Writing over at Panda's Thumb, MacMillan takes on the topic of microevolution:
The recent-creation model— particularly the belief that all extant life descended from a small group of "kinds" present on Noah's Ark which diversified into all families on Earth after a global flood— requires enormous adaptive variation and near-constant speciation. Creationists estimate that fewer than 10,000 pairs of land-dwelling, air-breathing animals on the Ark diversified to represent all families alive today. There are around 6.5 million land-dwelling species today, so millions of speciation events would have needed to take place over the past 44 centuries since their global flood.
As a side point: in order to go from 10,000 primordial "kinds" to 6.5 million species in less than 5000 years, the number of species would need to double every 385 years. If the rate of evolutionary development and speciation really were this rapid, few species would endure for more than four or five centuries without undergoing drastic and noticeable adaptation, and we would presently see about 45 new species emerging every single day. To explain this inconsistency, creationists will sometimes imagine an even more rapid period of hyper-evolution immediately following the Flood, after which adaptation and speciation would supposedly stabilize to their presently observed levels. Apart from being utter special pleading, this explanation is even more problematic: each species would have to undergo a speciation event every few generations. So creationists most certainly accept the existence of biological variation and speciation. Creationists call this rapid diversification from "kinds" down to modern species "microevolution." However, the mechanism they propose as the basis of "microevolution" differs broadly from the mechanism accepted and taught as part of the theory of evolution.
Creationist literature— particularly curriculum, though this is the rule in apologetics and journals as well— typically presents Mendelian inheritance as the sole mechanism for biological variation. Almost all biological variation is believed to come through this process: the recombination of whole genes (examples usually tracing the familiar-but-oversimplified dominant/recessive system) from parental chromosomes to produce offspring with a blend of traits from each parent. They propose that this new blend of pre-existing traits is subject to natural selection and can cause those traits (and their associated genes) to become more or less prevalent in the population as a whole. Eventually, the concentration of these genes in subsets of the population is expected to lead to a split and the emergence of a new species. Creationists also point out that the loss of genetic information due to mutation can produce similarly selectable results, accelerating the diversification process. However, they will invariably add that this process works in only one direction; mutations can remove genetic information, but they cannot (in the creationist mindset) add it.

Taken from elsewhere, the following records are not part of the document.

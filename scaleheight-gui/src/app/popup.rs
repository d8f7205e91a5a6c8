//! Package popup, faded in and out over the signup screens.

use std::time::Duration;

use iced::Task;

pub const FADE_IN_DELAY: Duration = Duration::from_millis(10);
pub const FADE_OUT_DELAY: Duration = Duration::from_millis(300);

#[derive(Debug, Clone, Copy, PartialEq, Eq)]
pub enum Phase {
    Hidden,
    FadingIn,
    Shown,
    FadingOut,
}

#[derive(Debug, Clone, Copy, PartialEq, Eq)]
pub enum Message {
    Open,
    Close,
    /// A timer fired, it carries the generation it was armed for.
    Elapsed(u64),
}

#[derive(Debug)]
pub struct Popup {
    phase: Phase,
    // Bumped on every open and close, timers armed for an older generation are dropped.
    generation: u64,
}

impl Default for Popup {
    fn default() -> Self {
        Self {
            phase: Phase::Hidden,
            generation: 0,
        }
    }
}

impl Popup {
    pub fn phase(&self) -> Phase {
        self.phase
    }

    /// Whether the popup must be part of the view at all.
    pub fn is_displayed(&self) -> bool {
        self.phase != Phase::Hidden
    }

    pub fn opacity(&self) -> f32 {
        match self.phase {
            Phase::Shown => 1.0,
            Phase::Hidden | Phase::FadingIn | Phase::FadingOut => 0.0,
        }
    }

    /// Applies the message and returns the next phase change to wait for, if any.
    pub fn update(&mut self, message: Message) -> Option<(Duration, Message)> {
        match message {
            Message::Open => {
                if matches!(self.phase, Phase::FadingIn | Phase::Shown) {
                    return None;
                }
                self.generation += 1;
                self.phase = Phase::FadingIn;
                Some((FADE_IN_DELAY, Message::Elapsed(self.generation)))
            }
            Message::Close => {
                if matches!(self.phase, Phase::Hidden | Phase::FadingOut) {
                    return None;
                }
                self.generation += 1;
                self.phase = Phase::FadingOut;
                Some((FADE_OUT_DELAY, Message::Elapsed(self.generation)))
            }
            Message::Elapsed(generation) => {
                if generation != self.generation {
                    return None;
                }
                match self.phase {
                    Phase::FadingIn => self.phase = Phase::Shown,
                    Phase::FadingOut => self.phase = Phase::Hidden,
                    Phase::Hidden | Phase::Shown => {}
                }
                None
            }
        }
    }
}

/// Runs the timer returned by [`Popup::update`].
pub fn schedule(timer: Option<(Duration, Message)>) -> Task<Message> {
    match timer {
        Some((delay, message)) => Task::perform(
            async move {
                tokio::time::sleep(delay).await;
                message
            },
            |m| m,
        ),
        None => Task::none(),
    }
}

#[cfg(test)]
mod tests {
    use super::*;

    #[test]
    fn open_then_close() {
        let mut popup = Popup::default();
        assert!(!popup.is_displayed());

        let (delay, elapsed) = popup.update(Message::Open).unwrap();
        assert_eq!(delay, FADE_IN_DELAY);
        assert_eq!(popup.phase(), Phase::FadingIn);
        assert!(popup.is_displayed());
        assert_eq!(popup.opacity(), 0.0);

        assert_eq!(popup.update(elapsed), None);
        assert_eq!(popup.phase(), Phase::Shown);
        assert_eq!(popup.opacity(), 1.0);

        let (delay, elapsed) = popup.update(Message::Close).unwrap();
        assert_eq!(delay, FADE_OUT_DELAY);
        assert_eq!(popup.phase(), Phase::FadingOut);
        assert_eq!(popup.opacity(), 0.0);
        assert!(popup.is_displayed());

        popup.update(elapsed);
        assert_eq!(popup.phase(), Phase::Hidden);
    }

    #[test]
    fn redundant_requests_are_ignored() {
        let mut popup = Popup::default();
        assert_eq!(popup.update(Message::Close), None);
        assert_eq!(popup.phase(), Phase::Hidden);

        let (_, elapsed) = popup.update(Message::Open).unwrap();
        assert_eq!(popup.update(Message::Open), None);
        popup.update(elapsed);

        popup.update(Message::Close).unwrap();
        assert_eq!(popup.update(Message::Close), None);
        assert_eq!(popup.phase(), Phase::FadingOut);
    }

    #[test]
    fn stale_fade_out_after_reopen() {
        let mut popup = Popup::default();
        let (_, shown) = popup.update(Message::Open).unwrap();
        popup.update(shown);

        let (_, hide) = popup.update(Message::Close).unwrap();
        let (_, shown) = popup.update(Message::Open).unwrap();
        assert_eq!(popup.phase(), Phase::FadingIn);

        // The fade out timer of the previous close must not hide the reopened popup.
        popup.update(hide);
        assert_eq!(popup.phase(), Phase::FadingIn);

        popup.update(shown);
        assert_eq!(popup.phase(), Phase::Shown);
    }
}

The creationist model claims that the variation provided by Mendelian inheritance and genetic loss— this "microevolution" mechanism— is responsible for all the variation we ever observe in nature. They claim that this observed level of variation is sufficient for the diversification of the 10,000 kinds represented on the Ark, but – they claim – not sufficient to produce the new genetic information needed to produce all life from a single common ancestor (what they term "macroevolution"). By erroneously supposing that Mendelian recombination is the exclusive source of genetic variation, they neatly exclude any viable mechanism for universal common descent.
Correcting this misconception can be difficult. It is not enough to explain that macroevolution is the accumulation of microevolution over time, because creationists define these as two distinctly different processes. They actually are correct in arguing that their "microevolution" could never accumulate into "macroevolution" because their definition of "microevolution" is much more limited than we see in reality. They must be made to understand that the genetic variation we actually observe on a daily basis is fundamentally different than what their "microevolution" allows for.
The misconception depends on a lack of information about microbiology and sexual reproduction in general, but there is a conceptual foundation at play as well: the idea that God is the prime creator of information, including genetic information. This idea is philosophical: the assumption that no new information can arise without an intelligence.